Hill in Dorset, England

Hardown Hill (207 metres, 679 feet high) is a hill between Ryall and Morcombelake in the county of Dorset, England. It rises west of the South Dorset Downs, close to the Dorset coast, and overlooks the Marshwood Vale to the north. Its prominence qualifies it as one of Dorset's four Marilyns and it is listed as one of the "top 12 Dorset views to take your breath away" by Dorset's official tourist website.

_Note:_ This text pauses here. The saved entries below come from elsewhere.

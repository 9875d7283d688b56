//! Lexe TLS configs, certs, and utilities.

use std::sync::LazyLock;

use asn1_rs::FromDer;
use common::ed25519;
use rcgen::{DistinguishedName, DnType};
use x509_parser::{
    certificate::X509Certificate, extensions::GeneralName, time::ASN1Time,
};

/// (m)TLS based on SGX remote attestation.
pub mod attestation;
/// Certs and utilities related to Lexe's CA.
pub mod lexe_ca;
/// ECDSA P-256 key pairs for webpki TLS certs.
pub mod p256;
/// mTLS based on a shared `RootSeed`.
pub mod shared_seed;
/// TLS newtypes, namely DER-encoded certs and cert keys.
pub mod types;

/// Re-export all of `lexe_tls_core`.
pub use lexe_tls_core::*;

use self::types::EdRcgenKeypair;

/// Whether the given DER-encoded cert is bound to the given DNS names.
///
/// Returns [`false`] if the cert doesn't contain all the dns names, fails to
/// parse, or is otherwise invalid.
#[must_use]
pub fn cert_contains_dns(cert_der: &[u8], expected_dns: &[&str]) -> bool {
    fn contains_dns(cert_der: &[u8], expected_dns: &[&str]) -> Option<()> {
        if expected_dns.is_empty() {
            return Some(());
        }

        let (_unparsed, cert) = X509Certificate::from_der(cert_der).ok()?;

        let sans = &cert.subject_alternative_name().ok()??.value.general_names;

        expected_dns
            .iter()
            .all(|dns_name| sans.contains(&GeneralName::DNSName(dns_name)))
            .then_some(())
    }

    contains_dns(cert_der, expected_dns).is_some()
}

/// Whether the given DER-encoded cert is currently valid and will be valid for
/// at least `buffer_days` more days. `buffer_days=0` can be used if you only
/// wish to check whether the cert is currently valid. Does not validate
/// anything other than expiry. Returns [`false`] if the cert failed to parse.
#[must_use]
pub fn cert_is_valid_for_at_least(cert_der: &[u8], buffer_days: u16) -> bool {
    fn is_valid_for_at_least(cert_der: &[u8], buffer_days: i64) -> Option<()> {
        use std::ops::Add;

        let (_unparsed, cert) = X509Certificate::from_der(cert_der).ok()?;

        let now = ASN1Time::now();
        let validity = cert.validity();

        if now < validity.not_before {
            return None;
        }
        if now > validity.not_after {
            return None;
        }

        let buffer_days_dur = time::Duration::days(buffer_days);

        // Check the same conditions `buffer_days` later.
        let now_plus_buffer = now.add(buffer_days_dur)?;
        if now_plus_buffer < validity.not_before {
            return None;
        }
        if now_plus_buffer > validity.not_after {
            return None;
        }

        Some(())
    }

    is_valid_for_at_least(cert_der, i64::from(buffer_days)).is_some()
}

/// A safe default for [`rcgen::CertificateParams::subject_alt_names`] when
/// there isn't a specific value that makes sense. Used for client / CA certs.
pub static DEFAULT_SUBJECT_ALT_NAMES: LazyLock<Vec<rcgen::SanType>> =
    LazyLock::new(|| vec![rcgen::SanType::DnsName("lexe.app".to_owned())]);

/// Build a [`rcgen::Certificate`] with Lexe presets and optional overrides.
/// - This builder function helps ensure that important fields in the inner
///   [`rcgen::CertificateParams`] are considered. See struct for details.
/// - Any special fields or overrides can be specified using the `overrides`
///   closure. See usages for examples.
/// - `key_pair` and `alg` cannot be overridden.
pub fn build_rcgen_cert(
    common_name: &str,
    not_before: time::OffsetDateTime,
    not_after: time::OffsetDateTime,
    subject_alt_names: Vec<rcgen::SanType>,
    key_pair: &ed25519::KeyPair,
    overrides: impl FnOnce(&mut rcgen::CertificateParams),
) -> rcgen::Certificate {
    let mut params = rcgen::CertificateParams::default();

    // alg: (can't be overridden)
    params.not_before = not_before;
    params.not_after = not_after;
    // serial_number: None
    params.subject_alt_names = subject_alt_names;
    params.distinguished_name = lexe_distinguished_name(common_name);
    // is_ca: IsCa::NoCa,
    // key_usages: Vec::new(),
    // extended_key_usages: Vec::new(),
    // name_constraints: None,
    // custom_extensions: Vec::new(),
    // key_pair: (can't be overridden)
    // use_authority_key_identifier_extension: false,
    // key_identifier_method: (can't be overridden)

    overrides(&mut params);

    // Prevent alg and keypair from being overridden to make panics impossible
    params.alg = &rcgen::PKCS_ED25519;
    params.key_pair = Some(EdRcgenKeypair::from_ed25519(key_pair).into_inner());

    // Use consistent method for deriving key identifiers
    params.key_identifier_method = rcgen::KeyIdMethod::Sha256;

    rcgen::Certificate::from_params(params)
        .expect("Can only panic if keypair doesn't match algorithm")
}

/// Build a Lexe Distinguished Name given a Common Name.
pub fn lexe_distinguished_name(common_name: &str) -> DistinguishedName {
    let mut name = DistinguishedName::new();
    name.push(DnType::CountryName, "US");
    name.push(DnType::StateOrProvinceName, "CA");
    name.push(DnType::OrganizationName, "lexe-app");
    name.push(DnType::CommonName, common_name);
    name
}

/// TLS-specific test utilities.
#[cfg(any(test, feature = "test-utils"))]
pub mod test_utils {
    use std::sync::Arc;

    use anyhow::Context;
    use rustls::{ClientConfig, ServerConfig, pki_types::ServerName};
    use tokio::io::{AsyncReadExt, AsyncWriteExt};

    /// Conducts a TLS handshake without any other [`reqwest`]/[`axum`] infra,
    /// over a fake pair of connected streams. Returns the client and server
    /// results instead of panicking so that negative cases can be tested too.
    pub async fn do_tls_handshake(
        client_config: Arc<ClientConfig>,
        server_config: Arc<ServerConfig>,
        // This is the DNS name that the *client* expects the server to have.
        expected_dns: &str,
    ) -> [Result<(), String>; 2] {
        // a fake pair of connected streams
        let (client_stream, server_stream) = tokio::io::duplex(4096);

        // client connects, sends "hello", receives "goodbye"
        let client = async move {
            let connector = tokio_rustls::TlsConnector::from(client_config);
            let sni = ServerName::try_from(expected_dns.to_owned()).unwrap();
            let mut stream = connector
                .connect(sni, client_stream)
                .await
                .context("Client didn't connect")?;

            // client: >> send "hello"
            stream
                .write_all(b"hello")
                .await
                .context("Could not write hello")?;
            stream.flush().await.context("Toilet clogged")?;
            stream.shutdown().await.context("Could not shutdown")?;

            // client: << recv "goodbye"
            let mut resp = Vec::new();
            stream.read_to_end(&mut resp).await.context("Read failed")?;
            assert_eq!(&resp, b"goodbye");

            Ok::<_, anyhow::Error>(())
        };

        // server accepts, receives "hello", responds with "goodbye"
        let server = async move {
            let acceptor = tokio_rustls::TlsAcceptor::from(server_config);
            let mut stream = acceptor
                .accept(server_stream)
                .await
                .context("Server didn't accept")?;

            // server: >> recv "hello"
            let mut req = Vec::new();
            stream.read_to_end(&mut req).await.context("Read failed")?;
            assert_eq!(&req, b"hello");

            // server: << send "goodbye"
            stream
                .write_all(b"goodbye")
                .await
                .context("Could not write goodbye")?;
            stream.shutdown().await.context("Could not shutdown")?;

            Ok::<_, anyhow::Error>(())
        };

        let (client_result, server_result) = tokio::join!(client, server);

        // Convert `anyhow::Error`s to strings for better ergonomics downstream
        let (client_result, server_result) = (
            client_result.map_err(|e| format!("{e:#}")),
            server_result.map_err(|e| format!("{e:#}")),
        );

        println!("Client result: {client_result:?}");
        println!("Server result: {server_result:?}");
        println!("---");

        [client_result, server_result]
    }
}
#![allow(dead_code)] // TODO Remove

use std::collections::HashMap;
use std::convert::Infallible;
use std::sync::{Arc, Mutex};

use warp::{reply, Filter, Rejection, Reply};

use crate::api::{DirectoryId, File, FileId};
use crate::command::test;
use crate::persister;

type FileName = String;
type Data = Vec<u8>;
type Backend = Arc<Mutex<MockBackend>>;

pub struct MockBackend {
    vfs: HashMap<DirectoryId, HashMap<FileName, Data>>,
}

impl MockBackend {
    fn new() -> Self {
        let mut vfs = HashMap::new();

        // Insert all directories used by the persister
        let singleton_dir = DirectoryId {
            instance_id: test::instance_id(),
            directory: persister::SINGLETON_DIRECTORY.into(),
        };
        let channel_peers_dir = DirectoryId {
            instance_id: test::instance_id(),
            directory: persister::CHANNEL_PEERS_DIRECTORY.into(),
        };
        let channel_monitors_dir = DirectoryId {
            instance_id: test::instance_id(),
            directory: persister::CHANNEL_MONITORS_DIRECTORY.into(),
        };
        vfs.insert(singleton_dir, HashMap::new());
        vfs.insert(channel_peers_dir, HashMap::new());
        vfs.insert(channel_monitors_dir, HashMap::new());

        Self { vfs }
    }

    fn get(&self, file_id: FileId) -> Option<File> {
        let dir_id = DirectoryId {
            instance_id: file_id.instance_id,
            directory: file_id.directory,
        };
        self.vfs
            .get(&dir_id)
            .expect("Missing directory")
            .get(&file_id.name)
            .map(|data| File {
                instance_id: dir_id.instance_id,
                directory: dir_id.directory,
                name: file_id.name,
                data: data.clone(),
            })
    }

    fn insert(&mut self, file: File) -> Option<File> {
        let dir_id = DirectoryId {
            instance_id: file.instance_id,
            directory: file.directory,
        };
        self.vfs
            .get_mut(&dir_id)
            .expect("Missing directory")
            .insert(file.name.clone(), file.data)
            .map(|data| File {
                instance_id: dir_id.instance_id,
                directory: dir_id.directory,
                name: file.name,
                data,
            })
    }

    fn remove(&mut self, file_id: FileId) -> Option<File> {
        let dir_id = DirectoryId {
            instance_id: file_id.instance_id,
            directory: file_id.directory,
        };
        self.vfs
            .get_mut(&dir_id)
            .expect("Missing directory")
            .remove(&file_id.name)
            .map(|data| File {
                instance_id: dir_id.instance_id,
                directory: dir_id.directory,
                name: file_id.name,
                data,
            })
    }

    fn get_dir(&self, dir_id: DirectoryId) -> Vec<File> {
        self.vfs
            .get(&dir_id)
            .expect("Missing directory")
            .iter()
            .map(|(name, data)| File {
                instance_id: dir_id.instance_id.clone(),
                directory: dir_id.directory.clone(),
                name: name.clone(),
                data: data.clone(),
            })
            .collect()
    }
}

/// Makes the database accessible to subsequent `Filter`s.
fn with_backend(
    backend: Backend,
) -> impl Filter<Extract = (Backend,), Error = Infallible> + Clone {
    warp::any().map(move || backend.clone())
}

/// Mimics the file-based routes offered to the node by the Runner during init
pub fn routes() -> impl Filter<Extract = impl Reply, Error = Rejection> + Clone
{
    let v1 = warp::path("v1");

    let backend = Arc::new(Mutex::new(MockBackend::new()));

    let create_file = warp::post()
        .and(with_backend(backend.clone()))
        .and(warp::body::json())
        .then(create_file);
    let get_file = warp::get()
        .and(with_backend(backend.clone()))
        .and(warp::query())
        .then(get_file);
    let upsert_file = warp::put()
        .and(with_backend(backend.clone()))
        .and(warp::body::json())
        .then(upsert_file);
    let delete_file = warp::delete()
        .and(with_backend(backend.clone()))
        .and(warp::body::json())
        .then(delete_file);
    let file = warp::path("file")
        .and(create_file.or(get_file).or(upsert_file).or(delete_file));

    let get_directory = warp::get()
        .and(with_backend(backend))
        .and(warp::query())
        .then(get_directory);
    let directory = warp::path("directory").and(get_directory);

    v1.and(file.or(directory))
}

/// POST /v1/file -> File
async fn create_file(backend: Backend, file: File) -> impl Reply {
    let file_opt = backend.lock().unwrap().insert(file.clone());
    assert!(file_opt.is_none());
    reply::json(&file)
}

/// GET /v1/file -> Option<File>
async fn get_file(backend: Backend, file_id: FileId) -> impl Reply {
    let file_opt = backend.lock().unwrap().get(file_id.clone());
    reply::json(&file_opt)
}

/// PUT /v1/file File -> File
async fn upsert_file(backend: Backend, file: File) -> impl Reply {
    backend.lock().unwrap().insert(file.clone());
    reply::json(&file)
}

/// DELETE /v1/file -> OK
async fn delete_file(backend: Backend, file_id: FileId) -> impl Reply {
    let file_opt = backend.lock().unwrap().remove(file_id);
    assert!(file_opt.is_none());
    String::from("OK")
}

/// GET /v1/directory -> Vec<File>
async fn get_directory(backend: Backend, dir_id: DirectoryId) -> impl Reply {
    let files_vec = backend.lock().unwrap().get_dir(dir_id);
    reply::json(&files_vec)
}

The hill lies about 6 kilometres west of Bridport and about 500 metres north of the A 35 road. It is not nearly as well known as its southern extremity, Golden Cap, which is a spectacular bluff on the coast, 2 kilometres to the south. From the top of the hill, which is owned by the National Trust, there are impressive views that take in Thorncombe Beacon, Chardown Hill, Quarry Hill and Langdon Hill.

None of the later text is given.